И тут возникает вполне законный вопрос; неужели Себастьян столь легко поддался на жестокий (хотя и с благими, заметим, целями) розыгрыш и на полном серьезе поверил, что его покойная жена, пепел которой он (вымарываем слово «собственноручно») развеял на далекой и глухой поляне, вновь жива, и это ее тело сейчас страстно прижимается к нему прямо на мельчайшем коралловом песке, посреди одинокой аллеи, укрытой густыми зарослями от посторонних глаз? Позже, когда брат и сестра уже вполне отдавали себе отчет в преступном характере овладевшей ими страсти, Вивиан как–то спросила об этом брата, и тот, растерявшись от неожиданности, был вынужден ответить истинную правду: мол, конечно, он понимал, что дело не совсем чисто, но трампль – штука зловещая и жестокая, да и синдром Кандинского – Клерамбо не им придуман, так что отчасти он догадывался, что это Вивиан, но отчасти нет, впрочем, добавил Себастьян после минутного размышления, он должен признаться, что еще с детства испытывал к сестре не одни лишь братские чувства, но стоит ли сейчас говорить об этом, ведь она знает, что он любит ее со всей пылкостью и страстностью души и может это доказать, но Вивиан внезапно отвечает «нет» и убирает руки Себастьяна со своих шелковых и нежных ног.

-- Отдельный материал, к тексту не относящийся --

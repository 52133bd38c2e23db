//! Session handles for the document store.
//!
//! # Responsibility
//! - Open the root session: connect, configure pragmas, prepare collections.
//! - Hand out lightweight session copies for single operations.
//!
//! # Invariants
//! - A root session has every collection table in place before it is returned.
//! - Copies never touch the schema; they share the root session's database.
//! - In-memory stores stay alive only while their root session is open.
//! - Every session honours the configured busy timeout, memory stores included.

use super::collection::prepare_store;
use super::{DbError, DbResult, SessionOp};
use crate::config::{StoreConfig, StoreLocation};
use log::{debug, error, info};
use rusqlite::{Connection, OpenFlags};
use std::time::{Duration, Instant};

/// Connection/context to the document store.
///
/// Dropping a session releases its connection.
#[derive(Debug)]
pub struct Session {
    location: StoreLocation,
    busy_timeout: Duration,
    conn: Connection,
}

impl Session {
    /// Opens the root session for `config` and prepares its collections.
    ///
    /// # Side effects
    /// - Creates the database file when it does not exist yet.
    /// - Emits `db_open` logging events with duration and status.
    pub fn connect(config: &StoreConfig) -> DbResult<Self> {
        let started_at = Instant::now();
        let mode = config.location.mode();
        info!("event=db_open module=db status=start mode={mode}");

        match open_root(config) {
            Ok(conn) => {
                info!(
                    "event=db_open module=db status=ok mode={mode} duration_ms={}",
                    started_at.elapsed().as_millis()
                );
                Ok(Self {
                    location: config.location.clone(),
                    busy_timeout: config.busy_timeout,
                    conn,
                })
            }
            Err(err) => {
                error!(
                    "event=db_open module=db status=error mode={mode} duration_ms={} error={}",
                    started_at.elapsed().as_millis(),
                    err
                );
                Err(err)
            }
        }
    }

    /// Opens an independent session on the same store.
    ///
    /// The copy carries no state from this session apart from its location
    /// and settings, so copies may be used from different threads at once.
    pub fn copy(&self) -> DbResult<Self> {
        let conn = open_connection(&self.location, self.busy_timeout)
            .map_err(|source| self.session_error(SessionOp::Copy, source))?;
        debug!(
            "event=session_copy module=db status=ok mode={}",
            self.location.mode()
        );
        Ok(Self {
            location: self.location.clone(),
            busy_timeout: self.busy_timeout,
            conn,
        })
    }

    pub fn connection(&self) -> &Connection {
        &self.conn
    }

    pub fn location(&self) -> &StoreLocation {
        &self.location
    }

    /// Closes the session, reporting errors that a plain drop would swallow.
    pub fn close(self) -> DbResult<()> {
        let Self { location, conn, .. } = self;
        conn.close().map_err(|(_, source)| DbError::Session {
            op: SessionOp::Close,
            location: location.clone(),
            source,
        })?;
        debug!(
            "event=session_close module=db status=ok mode={}",
            location.mode()
        );
        Ok(())
    }

    fn session_error(&self, op: SessionOp, source: rusqlite::Error) -> DbError {
        DbError::Session {
            op,
            location: self.location.clone(),
            source,
        }
    }
}

fn open_root(config: &StoreConfig) -> DbResult<Connection> {
    let connect_error = |source| DbError::Session {
        op: SessionOp::Connect,
        location: config.location.clone(),
        source,
    };

    let mut conn = open_connection(&config.location, config.busy_timeout).map_err(connect_error)?;
    if let StoreLocation::File(_) = config.location {
        // WAL lets session copies read while another copy writes.
        conn.pragma_update_and_check(None, "journal_mode", "WAL", |row| {
            row.get::<_, String>(0)
        })
        .map_err(connect_error)?;
    }
    prepare_store(&mut conn, &config.location)?;
    Ok(conn)
}

fn open_connection(location: &StoreLocation, busy_timeout: Duration) -> rusqlite::Result<Connection> {
    let conn = match location {
        StoreLocation::File(path) => Connection::open(path)?,
        StoreLocation::Memory(name) => Connection::open_with_flags(
            memory_uri(name),
            OpenFlags::SQLITE_OPEN_READ_WRITE
                | OpenFlags::SQLITE_OPEN_CREATE
                | OpenFlags::SQLITE_OPEN_URI
                | OpenFlags::SQLITE_OPEN_NO_MUTEX,
        )?,
    };
    conn.busy_timeout(busy_timeout)?;
    Ok(conn)
}

/// URI of a named in-memory store.
///
/// The memdb VFS shares one database between every connection that opens
/// the same `/name`, with regular file locking, so busy timeouts apply.
fn memory_uri(name: &str) -> String {
    format!("file:/{}?vfs=memdb", urlencoding::encode(name))
}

Да, она убрала руки Себастьяна со своих шелковых и нежных ног, ибо – в отличие от брата – с самого начала хорошо представляла, что заняла в его жизни не ей принадлежащее место. Более того, даже вопрос, несколько мгновений назад прозвучавший из ее уст, был задан не случайно. То есть с самого начала их безумного романа (не нам судить о том, насколько логически оправдано его возникновение, как не нам, к примеру, давать оценку, скажем, взаимоотношениям Александра Сергеевича Л. с Сюзанной и К., или А. С. Лепских с его женой, Катериной Альфредовной Ивановой, любовное безумие есть всего лишь любовное безумие, которое вылечивается намного проще, чем синдром Кандинского – Клерамбо, вызываемый употреблением больших доз трампля, что в полной мере испытал на себе досточтимый Себастьян Альворадо) Вивиан давала себе отчет в том, что придет день, когда она задаст этот вопрос и кто знает, что за этим последует. Только не надо думать, будто Вивиан такая уж страдалица и мазохистка, отнюдь нет, да и не одно лишь стремление излечить брата от тяжелейшего заболевания двигало ей в тот самый момент, когда она подстригла волосы и выкрасилась перекисью, дабы как можно больше походить на покойную кинодиву. Семейные гены есть семейные гены, и стремление к острым ощущениям всегда было присуще принцессе Альворадо, вот только проявлялось оно чуть иначе, чем, допустим, это было присуще пылкому и романтичному Себастьяну.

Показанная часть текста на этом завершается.